Protected wildlife sanctuary in Karnataka, India

Male Mahadeshwara Wildlife Sanctuary is a wildlife sanctuary in the Eastern Ghats and is located in the state of Karnataka in India. It is named after the presiding deity "Lord Male Mahadeshwara" of the famed Male Mahadeshwara Hills located within the sanctuary. The sanctuary lies in the Chamarajanagar district of Karnataka. It is at a distance of 140 km from Mysore and 210 km from Bangalore.

Male Mahadeshwara Wildlife Sanctuary was established in 2013 with an area of 906.187 km2 out of the total area of 1224 km2. The sanctuary is pending notification as a tiger reserve.

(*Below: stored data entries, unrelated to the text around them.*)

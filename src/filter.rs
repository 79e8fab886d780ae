//! Pure filtering of the visible collection.
//!
//! Both functions are side-effect free and order-preserving; they run over
//! whatever cached sequence the controller currently holds, regardless of
//! which backend produced it.

use crate::types::{FilterSpec, Movie};

/// Computes the visible subset of the collection for a filter spec.
///
/// A movie stays visible iff its status matches (or the status filter is
/// all), its genre matches (or the genre filter is all), and its title
/// contains the search term case-insensitively (or the term is empty).
/// Input order is preserved; an empty input yields an empty output.
pub fn visible(movies: &[Movie], filter: &FilterSpec) -> Vec<Movie> {
    let search = filter.search.to_lowercase();

    movies
        .iter()
        .filter(|movie| {
            let matches_status = filter.status.is_none() || filter.status == Some(movie.status);
            let matches_genre = filter
                .genre
                .as_ref()
                .is_none_or(|genre| &movie.genre == genre);
            let matches_search =
                search.is_empty() || movie.title.to_lowercase().contains(&search);
            matches_status && matches_genre && matches_search
        })
        .cloned()
        .collect()
}

/// The genre options offered to the user: the sorted set of distinct
/// non-empty genres present in the collection. Recomputed whenever the
/// collection changes.
pub fn genre_options(movies: &[Movie]) -> Vec<String> {
    let mut genres: Vec<String> = movies
        .iter()
        .map(|movie| movie.genre.clone())
        .filter(|genre| !genre.is_empty())
        .collect();
    genres.sort();
    genres.dedup();
    genres
}
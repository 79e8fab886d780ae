//! Build script for the cinelog CLI.
//!
//! Copies the `.env.example` configuration template from the crate root into
//! the user's local data directory so that a freshly installed binary finds a
//! ready-to-edit configuration example in the place it actually reads from.

use std::{env, fs, path::PathBuf};

/// Copies `.env.example` to the platform-specific local data directory.
///
/// The template ends up at:
/// - Linux: `~/.local/share/cinelog/.env.example`
/// - macOS: `~/Library/Application Support/cinelog/.env.example`
/// - Windows: `%LOCALAPPDATA%/cinelog/.env.example`
///
/// A missing template produces a cargo warning instead of failing the build;
/// directory-creation or copy failures are propagated as build errors.
fn main() -> Result<(), Box<dyn std::error::Error>> {
    // Re-run if the template changes
    println!("cargo:rerun-if-changed=.env.example");

    let manifest_dir = PathBuf::from(env::var("CARGO_MANIFEST_DIR")?);
    let env_example_path = manifest_dir.join(".env.example");

    let mut out_dir = dirs::data_local_dir().unwrap_or_else(|| PathBuf::from("."));
    out_dir.push("cinelog");
    fs::create_dir_all(&out_dir)?;

    if env_example_path.is_file() {
        let contents = fs::read_to_string(&env_example_path)?;
        fs::write(out_dir.join(".env.example"), contents)?;
    } else {
        println!(
            "cargo:warning=.env.example not found at {}",
            env_example_path.display()
        );
    }

    Ok(())
}
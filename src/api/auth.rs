use crate::{
    api::RemoteApi,
    error::ApiError,
    types::{ErrorBody, Role, StatsSummary, TokenRequest, TokenResponse},
};

impl RemoteApi {
    /// Requests a fresh bearer token for the given username/role pair.
    ///
    /// The grant endpoint gets its own error mapping: any rejection here is
    /// an [`ApiError::Auth`], never a session expiry, and the request is sent
    /// without a bearer header so a stale stored token cannot interfere with
    /// re-authentication.
    ///
    /// The returned token is short-lived (on the order of a minute) and must
    /// be treated as perishable; callers handle expiry by re-authenticating.
    pub async fn request_token(
        &self,
        username: &str,
        role: Role,
    ) -> Result<TokenResponse, ApiError> {
        let body = TokenRequest {
            username: username.to_string(),
            role,
        };

        let response = self
            .http
            .post(self.url("/auth/token"))
            .json(&body)
            .send()
            .await?;

        let status = response.status();
        if !status.is_success() {
            let message = response
                .json::<ErrorBody>()
                .await
                .ok()
                .and_then(|body| body.detail)
                .unwrap_or_else(|| format!("token request rejected with status {}", status));
            return Err(ApiError::Auth(message));
        }

        Ok(response.json::<TokenResponse>().await?)
    }

    /// Enumerates the roles the backend accepts at login.
    pub async fn roles(&self) -> Result<Vec<String>, ApiError> {
        let response = self.send(self.http.get(self.url("/auth/roles"))).await?;
        Ok(response.json::<Vec<String>>().await?)
    }

    /// Fetches aggregate collection stats plus the authenticated identity.
    ///
    /// This is the protected probe used to confirm that an installed token
    /// is still valid: the token cannot be verified locally, only by the
    /// server accepting it here.
    pub async fn stats(&self) -> Result<StatsSummary, ApiError> {
        let response = self.send(self.http.get(self.url("/movies/stats"))).await?;
        Ok(response.json::<StatsSummary>().await?)
    }
}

The sanctuary is part of a contiguous tiger habitat, located very close to the tri-junction of the states of Karnataka, Kerala and Tamil Nadu. The sanctuary has Cauvery Wildlife Sanctuary (Karnataka) to its North and East, Sathyamangalam Tiger Reserve (Tamil Nadu) to its South, and Biligirirangaswamy Temple Tiger Reserve (Karnataka) to its West. MM wildlife sanctuary has few anti poaching camps within its designated area.

==Flora==
The predominant forest type of the sanctuary is dry and moist deciduous forests. As per research reports published, Lantana has invaded substantial areas around Male Mahadeshwara Hills.

==Fauna==
The Indian Elephant (Elephas maximus) inhabits the sanctuary. After the creation of the sanctuary in 2013, the Bengal tiger (Panthera tigris tigris) population has been steadily increasing.

Kollegal ground gecko (Cyrtodactylus collegalensis) was discovered in this region in 2013.

The sanctuary also hosts gaur (Bos gaurus), wild boar (Sus scrofa), Indian leopard (Panthera pardus), dhole, spotted deer (Axis axis), barking deer (Muntiacus muntjak), sambar (Cervus unicolor), four-horned antelope (Tetracerus quadricornis), black-naped hare (Lepus nigricollis), chevrotain, common langur, bonnet macaque and honey badger.